Collectivism as a moral and political foundation, i.e., the denial of the primacy of the individual human being in either the spiritual or metaphysical sense; hence,

The elimination of the natural and politically recognizable source and locus of authority and will, which void is gradually filled by self-proclaimed masterminds of collective progress who claim the authority to speak and choose on behalf of all individuals, but without need of the traditional legitimizing claim to be speaking and acting in the interests of all individuals, since it is now only collective humanity that has political significance; hence,

The rise of “duty ethics” (obedience to rules and the rejection of personal well-being as a legitimate moral motive) and the obsolescence of “virtue ethics” (character development and the alignment of the individual’s natural desire for happiness with the desire for the good); hence,

The universal reduction of mankind to a “mass” of instruments lacking any intrinsic worth or political relevance independent of their usefulness to collective aims not of their choosing; hence,

Education reinvented as social utility and servility training, rather than as the cultivation of intellectual independence, moral character, and refined taste — in other words, the true, the good, and the beautiful displaced by the useful, the submissive, and the vulgar; hence,

The banishment of happiness — the natural goal of all humans — to the amoral realm of physical comfort, physical pleasure, and physical safety; hence,

The elevation of practical materialism to the status of ultimate personal and political motive in the hearts of “the masses,” where by materialism I mean the false dichotomy of collective greed and gluttony (“capitalism”) versus collective envy and wrath (“socialism”); hence,

The descent of political life into the mire of rule by tribal activism, with its blunt and unquestioned certainties, its historical obtuseness, and its psychological support structure of furious indignation and closed-mindedness in the face of all counterarguments, nuanced questions, or intransigent resistance; hence,

The increasing breakdown of social existence into an artificial simulacrum of that “war of all against all” which the earliest modern thinkers imagined as the unlivable condition of mankind without government, and from which their new conception of practical progress was supposed to protect us more effectively than the imperfect old classical models of society; hence,

The accelerating deterioration of the rational discourse, appreciation for complex thought and language, general good faith, and mutual respect upon which civil society depends for its survival and development; and hence,

A devolution into the irrationality of openly conflicting and competing “realities,” which in practice means the use of law and propaganda as thin veils for plain brute force to impose one tribe’s preferred reality upon the minds and lives of others, i.e., a kind of anarchic, violent precursor to the establishment of an absolute tyranny, which will arise, inevitably, in answer to the desperate pleas of a frightened, aimless, exhausted populace eager to submit to its chains as the only available alternative to utter chaos.

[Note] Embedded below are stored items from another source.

//! HTTP surface: cluster info, health, and deployment endpoints backed by
//! the scheduler. Failures surface as structured JSON, never a panic.

use std::net::SocketAddr;
use std::sync::Arc;

use axum::extract::State;
use axum::http::StatusCode;
use axum::response::IntoResponse;
use axum::routing::{get, post};
use axum::{Json, Router};
use log::{error, info};
use serde::Deserialize;
use serde_json::json;
use tower_http::cors::{Any, CorsLayer};

use crate::cluster::ClusterView;
use crate::scheduler::Scheduler;

#[derive(Clone)]
pub struct ApiState {
    pub scheduler: Arc<Scheduler>,
    pub cluster: Arc<dyn ClusterView>,
}

pub async fn serve(addr: SocketAddr, state: ApiState) {
    let cors = CorsLayer::new()
        .allow_origin(Any)
        .allow_methods(Any)
        .allow_headers(Any);

    let app = Router::new()
        .route("/", get(cluster_info))
        .route("/cluster", get(cluster_info))
        .route("/health", get(health))
        .route("/deploy", post(deploy))
        .route("/undeploy", post(undeploy))
        .layer(cors)
        .with_state(state);

    info!("Starting web server on http://{}", addr);
    let listener = match tokio::net::TcpListener::bind(addr).await {
        Ok(listener) => listener,
        Err(e) => {
            error!("Failed to bind web server on {}: {}", addr, e);
            return;
        }
    };
    if let Err(e) = axum::serve(listener, app).await {
        error!("Web server failed: {}", e);
    }
}

/// Ledger membership with per-member connection status. The ledger is the
/// source of truth for membership; connectivity is the local view.
async fn cluster_info(State(state): State<ApiState>) -> impl IntoResponse {
    let self_id = state.cluster.local_id();
    match state.scheduler.registry_members().await {
        Ok(members) => {
            let connected = state.cluster.connected_peers();
            let member_details: Vec<_> = members
                .iter()
                .map(|id| {
                    json!({
                        "peer_id": id,
                        "connected": connected.contains(id) || *id == self_id,
                        "is_self": *id == self_id,
                    })
                })
                .collect();
            (
                StatusCode::OK,
                Json(json!({
                    "members": members,
                    "member_details": member_details,
                    "self": self_id,
                    "connected_peers": connected,
                    "total_members": members.len(),
                    "connected_count": connected.len(),
                })),
            )
        }
        Err(e) => {
            error!("Error getting cluster info: {}", e);
            (
                StatusCode::INTERNAL_SERVER_ERROR,
                Json(json!({
                    "error": e.to_string(),
                    "members": [],
                    "self": self_id,
                })),
            )
        }
    }
}

async fn health(State(state): State<ApiState>) -> impl IntoResponse {
    Json(json!({
        "status": "healthy",
        "peer_id": state.cluster.local_id(),
        "capacity_codec": state.scheduler.codec_mode(),
    }))
}

#[derive(Deserialize)]
struct DeployBody {
    image: Option<String>,
    replicas: Option<i64>,
}

async fn deploy(
    State(state): State<ApiState>,
    Json(body): Json<DeployBody>,
) -> impl IntoResponse {
    let Some(image) = body.image.filter(|image| !image.is_empty()) else {
        return (
            StatusCode::BAD_REQUEST,
            Json(json!({ "success": false, "error": "Image name is required" })),
        );
    };
    let replicas = body.replicas.unwrap_or(1);
    if replicas < 1 {
        return (
            StatusCode::BAD_REQUEST,
            Json(json!({ "success": false, "error": "Replicas must be a positive integer" })),
        );
    }

    match state.scheduler.assign_first_n(&image, replicas as u32).await {
        Ok(outcome) => {
            if outcome.total_members == 0 {
                return (
                    StatusCode::BAD_REQUEST,
                    Json(json!({ "success": false, "error": "No members in cluster" })),
                );
            }
            (
                StatusCode::OK,
                Json(json!({
                    "success": !outcome.assigned.is_empty(),
                    "image": image,
                    "requested_replicas": replicas,
                    "actual_replicas": outcome.assigned.len(),
                    "assigned_nodes": outcome.assigned,
                    "failed_nodes": outcome.failed,
                    "total_members": outcome.total_members,
                })),
            )
        }
        Err(e) => {
            error!("Deployment error: {}", e);
            (
                StatusCode::INTERNAL_SERVER_ERROR,
                Json(json!({ "success": false, "error": e.to_string() })),
            )
        }
    }
}

#[derive(Deserialize)]
struct UndeployBody {
    image: Option<String>,
}

async fn undeploy(
    State(state): State<ApiState>,
    Json(body): Json<UndeployBody>,
) -> impl IntoResponse {
    let Some(image) = body.image.filter(|image| !image.is_empty()) else {
        return (
            StatusCode::BAD_REQUEST,
            Json(json!({ "success": false, "error": "Image name is required" })),
        );
    };

    match state.scheduler.clear_carriers(&image).await {
        Ok(outcome) => (
            StatusCode::OK,
            Json(json!({
                "success": outcome.failed.is_empty(),
                "image": image,
                "removed_from": outcome.removed,
                "failed": outcome.failed,
                "total_removed": outcome.removed.len(),
            })),
        ),
        Err(e) => {
            error!("Undeployment error: {}", e);
            (
                StatusCode::INTERNAL_SERVER_ERROR,
                Json(json!({ "success": false, "error": e.to_string() })),
            )
        }
    }
}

Meanwhile, growing exponentially through each stage of the above devolution, and in fact representing the true but hidden meaning of all of it: a virulent and universal hatred and suspicion of the theoretical, abstaining, spiritual, contemplative man, i.e., the disengaged, private man, who refuses to surrender his soul to the aims of a tribe or mob, or to submit his private thought, speech, or behavior either to the standards and objectives of practical (which is to say social) usefulness or to the alarms of urgent action. This outcome represents the collective rejection of the essential human being, as this being was understood (or half-understood) in the pre-modern world, before the reversal which instituted practical efficacy as the new human essence, and thereby set us on the precipitous path to an age of inhumanity. 

Modernity, as has often been said, is an age defined, in so many ways, by its belief in the perfectibility of mankind, which entails a profound rejection of the intractable complexities of human nature in favor of the measurable (and reductionist) improvements which are supposed to be wrought by human artifice. The preceding is a brief outline of this denaturing of man, and also a description — we are beyond the point of mere prediction — of nature’s retribution.